CONTEXT: Despite the recognition of the role that sociocultural factors play in the process of acquiring insight, recent research on this issue is scarce. OBJECTIVES: 1) to translate and adapt the Schedule for Assessment of Insight (SAI) to Portuguese; 2) to use a modified version of it to evaluate family members' insight into schizophrenia; 3) to compare patients' insight with family members' insight. TYPE OF STUDY: Cross-sectional study. SETTING: Schizophrenia Project Outpatient Clinic (Projesq), Institute of Psychiatry, Faculdade de Medicina da Universidade de São Paulo. METHODS: 40 patients with schizophrenia (Diagnostic and Statistical Manual for Mental Disorders-Fourth Edition-DSM-IV) undergoing outpatient treatment and members of their respective families were interviewed using the SAI and a modified version of this instrument, respectively. RESULTS: Family members performed better than patients in the total and partial SAI scores [total: 13.0 to 8.75 (p < 0.001); adherence: 3.9 to 3.4 (p < 0.005); recognition of illness: 5.5 to 3.5 (p < 0.001); relabeling of psychotic phenomena: 3.6 to 1.9 (p < 0.001)]. However, when the scores were correlated for each patient-family member pair, the only partial score that had a negative correlation was the relabeling of psychotic phenomena (r = -0.14), while the others had positive correlations (total r = 0.401; adherence r = 0.410; recognition of illness r = 0.422).

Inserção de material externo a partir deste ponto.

mod common;

use std::{collections::HashSet, sync::Arc, thread};
use tractseed::{
    error::{SeedingError, SeedingErrorKind},
    geometry::{
        Dim3::{X, Y, Z},
        Idx3, Point3,
    },
    io::Verbosity,
    random::WorkerRngFactory,
    seeding::{
        config::{build_seeder, SeederConfig, SeedingStrategy},
        draw_seeds_in_parallel,
        grid_per_voxel::GridPerVoxelSeeder3,
        random_per_voxel::RandomPerVoxelSeeder3,
        rejection::{RejectionSeeder3, RejectionSeederConfig, WeightLookup},
        SeedOutcome, SeedStream, Seeder3,
    },
    volume::{fgr, Volume3},
};

const N_THREADS: usize = 4;

/// Pulls seeds from the seeder on several threads until it is exhausted.
fn drain_on_threads(seeder: &dyn Seeder3, rng_factory: &WorkerRngFactory) -> Vec<Point3<fgr>> {
    thread::scope(|scope| {
        let handles: Vec<_> = (0..N_THREADS)
            .map(|_| {
                scope.spawn(move || {
                    SeedStream::new(seeder, rng_factory.create())
                        .collect::<Result<Vec<_>, _>>()
                        .unwrap()
                })
            })
            .collect();
        handles
            .into_iter()
            .flat_map(|handle| handle.join().unwrap())
            .collect()
    })
}

#[test]
fn random_per_voxel_seeds_every_voxel_exactly_num_times_across_threads() {
    let mask = common::all_ones_mask(2, 2, 2);
    let seeder = RandomPerVoxelSeeder3::new(Arc::clone(&mask), 3, &Verbosity::Quiet).unwrap();
    let rng_factory = WorkerRngFactory::from_seed(1);

    let seeds = drain_on_threads(&seeder, &rng_factory);
    assert_eq!(seeds.len(), 24);

    let counts = common::count_seeds_per_voxel(&mask, &seeds);
    assert_eq!(counts.len(), 8);
    assert!(counts.values().all(|&count| count == 3));

    let mut rng = rng_factory.create();
    assert_eq!(seeder.get_seed(&mut rng).unwrap(), SeedOutcome::Exhausted);
    assert_eq!(seeder.get_seed(&mut rng).unwrap(), SeedOutcome::Exhausted);
}

#[test]
fn twenty_fifth_request_is_exhausted() {
    let seeder =
        RandomPerVoxelSeeder3::new(common::all_ones_mask(2, 2, 2), 3, &Verbosity::Quiet).unwrap();
    let mut rng = WorkerRngFactory::from_seed(2).create();
    for _ in 0..24 {
        assert!(!seeder.get_seed(&mut rng).unwrap().is_exhausted());
    }
    assert!(seeder.get_seed(&mut rng).unwrap().is_exhausted());
}

#[test]
fn parallel_drawing_collects_all_seeds_of_finite_seeders() {
    let mask = common::oblique_shell_mask();
    let n_nonzero = mask.count_nonzero();
    let seeder = RandomPerVoxelSeeder3::new(Arc::clone(&mask), 5, &Verbosity::Quiet).unwrap();

    let seeds = draw_seeds_in_parallel(
        &seeder,
        usize::MAX,
        &WorkerRngFactory::from_seed(3),
        &Verbosity::Quiet,
    )
    .unwrap();

    assert_eq!(seeds.len(), 5 * n_nonzero);
    common::assert_seeds_in_nonzero_voxels(&mask, &seeds);
    let counts = common::count_seeds_per_voxel(&mask, &seeds);
    assert_eq!(counts.len(), n_nonzero);
    assert!(counts.values().all(|&count| count == 5));
}

#[test]
fn parallel_drawing_with_progress_bar_collects_every_seed() {
    let mask = common::all_ones_mask(3, 3, 3);
    let seeder = GridPerVoxelSeeder3::new(Arc::clone(&mask), 2, &Verbosity::Quiet).unwrap();
    let seeds = draw_seeds_in_parallel(
        &seeder,
        usize::MAX,
        &WorkerRngFactory::from_seed(9),
        &Verbosity::progress(),
    )
    .unwrap();
    assert_eq!(seeds.len(), 27 * 8);
    let counts = common::count_seeds_per_voxel(&mask, &seeds);
    assert!(counts.values().all(|&count| count == 8));
}

#[test]
fn grid_per_voxel_gives_distinct_reproducible_seeds() {
    let mask = common::oblique_shell_mask();
    let n_nonzero = mask.count_nonzero();
    let oversampling = 3;
    let rng_factory = WorkerRngFactory::from_seed(4);

    let seeder =
        GridPerVoxelSeeder3::new(Arc::clone(&mask), oversampling, &Verbosity::Quiet).unwrap();
    let seeds = drain_on_threads(&seeder, &rng_factory);
    assert_eq!(seeds.len(), n_nonzero * 27);

    let counts = common::count_seeds_per_voxel(&mask, &seeds);
    assert!(counts.values().all(|&count| count == 27));

    let quantize = |point: &Point3<fgr>| {
        (
            (point[X] * 1e6).round() as i64,
            (point[Y] * 1e6).round() as i64,
            (point[Z] * 1e6).round() as i64,
        )
    };
    let distinct: HashSet<_> = seeds.iter().map(quantize).collect();
    assert_eq!(distinct.len(), seeds.len());

    let repeated =
        GridPerVoxelSeeder3::new(Arc::clone(&mask), oversampling, &Verbosity::Quiet).unwrap();
    let repeated_seeds: HashSet<_> = SeedStream::new(&repeated, rng_factory.create())
        .map(|seed| quantize(&seed.unwrap()))
        .collect();
    assert_eq!(repeated_seeds, distinct);
}

#[test]
fn unit_sphere_seeds_stay_inside() {
    let config: SeederConfig = "sphere:0,0,0,1".parse().unwrap();
    let seeder = build_seeder::<u8>(&config, None).unwrap();
    let seeds = draw_seeds_in_parallel(
        seeder.as_ref(),
        10_000,
        &WorkerRngFactory::from_seed(5),
        &Verbosity::Quiet,
    )
    .unwrap();
    assert_eq!(seeds.len(), 10_000);
    for seed in &seeds {
        assert!(seed[X] * seed[X] + seed[Y] * seed[Y] + seed[Z] * seed[Z] <= 1.0);
    }
}

#[test]
fn mask_seeds_map_back_to_nonzero_voxels_under_oblique_transformation() {
    let mask = common::oblique_shell_mask();
    let config = SeederConfig::new(SeedingStrategy::Mask {
        max_sampling_attempts: None,
    });
    let seeder = build_seeder(&config, Some(Arc::clone(&mask))).unwrap();
    assert!(!seeder.is_finite());

    let seeds = draw_seeds_in_parallel(
        seeder.as_ref(),
        5000,
        &WorkerRngFactory::from_seed(6),
        &Verbosity::Quiet,
    )
    .unwrap();
    common::assert_seeds_in_nonzero_voxels(&mask, &seeds);
    assert_eq!(
        common::count_seeds_per_voxel(&mask, &seeds).len(),
        mask.count_nonzero()
    );
}

#[test]
fn rejection_sampling_of_uniform_cube_is_uniform_and_confined() {
    let (shape, lower, size) = (8, 2, 4);
    let weights = common::uniform_cube_weights(shape, lower, size);
    for lookup in [WeightLookup::Nearest, WeightLookup::Linear] {
        let config = RejectionSeederConfig {
            lookup,
            ..RejectionSeederConfig::default()
        };
        let seeder = RejectionSeeder3::new(&weights, config, &Verbosity::Quiet).unwrap();
        assert_eq!(
            seeder.weights().shape(),
            tractseed::geometry::In3D::same(size + 2)
        );

        let seeds = draw_seeds_in_parallel(
            &seeder,
            64_000,
            &WorkerRngFactory::from_seed(7),
            &Verbosity::Quiet,
        )
        .unwrap();
        assert_eq!(seeds.len(), 64_000);

        if lookup == WeightLookup::Nearest {
            common::assert_seeds_in_nonzero_voxels(&weights, &seeds);
            let counts = common::count_seeds_per_voxel(&weights, &seeds);
            assert_eq!(counts.len(), size * size * size);
            for (indices, &count) in &counts {
                assert!(
                    (750..=1250).contains(&count),
                    "Voxel {} received {} seeds",
                    indices,
                    count
                );
            }
        } else {
            // Interpolated weights are positive only within one voxel of the cube.
            let (min, max) = ((lower - 1) as fgr, (lower + size) as fgr);
            for seed in &seeds {
                for dim in [X, Y, Z] {
                    assert!(seed[dim] > min && seed[dim] < max, "Seed {} outside", seed);
                }
            }
        }
    }
}

#[test]
fn rejection_sampling_rejects_invalid_weight_images() {
    let mut weights = common::uniform_cube_weights(6, 1, 3);
    let negative = {
        let mut values = weights.values().clone();
        values[[4, 4, 5]] = -0.01;
        Volume3::with_identity_transformation("negative".to_string(), values)
    };
    let err = RejectionSeeder3::new(&negative, RejectionSeederConfig::default(), &Verbosity::Quiet)
        .unwrap_err();
    assert_eq!(err.kind(), SeedingErrorKind::Data);
    assert!(matches!(
        err,
        SeedingError::NegativeWeight { indices, .. } if indices == Idx3::new(4, 4, 5)
    ));

    weights = weights.mapv(|_| 0.0_f32);
    assert_eq!(
        RejectionSeeder3::new(&weights, RejectionSeederConfig::default(), &Verbosity::Quiet)
            .unwrap_err(),
        SeedingError::EmptyWeights("cube".to_string())
    );
}

#[test]
fn invalid_configurations_are_rejected_before_seeding() {
    let mask = common::all_ones_mask(2, 2, 2);
    for strategy in [
        SeedingStrategy::Sphere {
            center: Point3::origin(),
            radius: 0.0,
        },
        SeedingStrategy::Sphere {
            center: Point3::origin(),
            radius: -2.0,
        },
        SeedingStrategy::RandomPerVoxel {
            samples_per_voxel: 0,
        },
        SeedingStrategy::GridPerVoxel { oversampling: 0 },
    ] {
        let err = build_seeder(&SeederConfig::new(strategy.clone()), Some(Arc::clone(&mask)))
            .err()
            .unwrap();
        assert_eq!(err.kind(), SeedingErrorKind::Configuration, "{:?}", strategy);
    }

    for text in ["grid_per_voxel:3000000", "random_per_voxel:18446744073709551615"] {
        let err = build_seeder(&text.parse().unwrap(), Some(common::all_ones_mask(2, 1, 1)))
            .err()
            .unwrap();
        assert!(matches!(err, SeedingError::TooManySeeds { .. }), "{}", text);
        assert_eq!(err.kind(), SeedingErrorKind::Configuration);
    }

    let missing = build_seeder::<u8>(&"random_per_voxel:2".parse().unwrap(), None)
        .err()
        .unwrap();
    assert_eq!(missing.kind(), SeedingErrorKind::Configuration);
}

#[test]
fn seed_streams_stop_after_the_first_error() {
    let weights = common::uniform_cube_weights(16, 0, 1);
    let config = RejectionSeederConfig {
        lookup: WeightLookup::Nearest,
        max_sampling_attempts: Some(1),
    };
    let seeder = RejectionSeeder3::new(&weights, config, &Verbosity::Quiet).unwrap();
    let mut stream = SeedStream::new(&seeder, WorkerRngFactory::from_seed(8).create());
    let first_error = stream.by_ref().find(|result| result.is_err());
    assert!(matches!(
        first_error,
        Some(Err(SeedingError::SamplingAttemptsExceeded { attempts: 1, .. }))
    ));
    assert!(stream.next().is_none());
}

DISCUSSION: There was a lack of correlation between the scores of family members and patients regarding the ability to relabel psychotic phenomena as abnormal. This might be understood as a smaller influence of sociocultural factors in this dimension than in other dimensions. The fact that family members were not assessed for the presence of psychopathology is a limitation of this study. CONCLUSIONS: Different dimensions of insight are not equally influenced by disease and sociocultural factors. The recognition of illness is more strongly influenced by sociocultural factors than the ability to relabel psychotic phenomena as abnormal.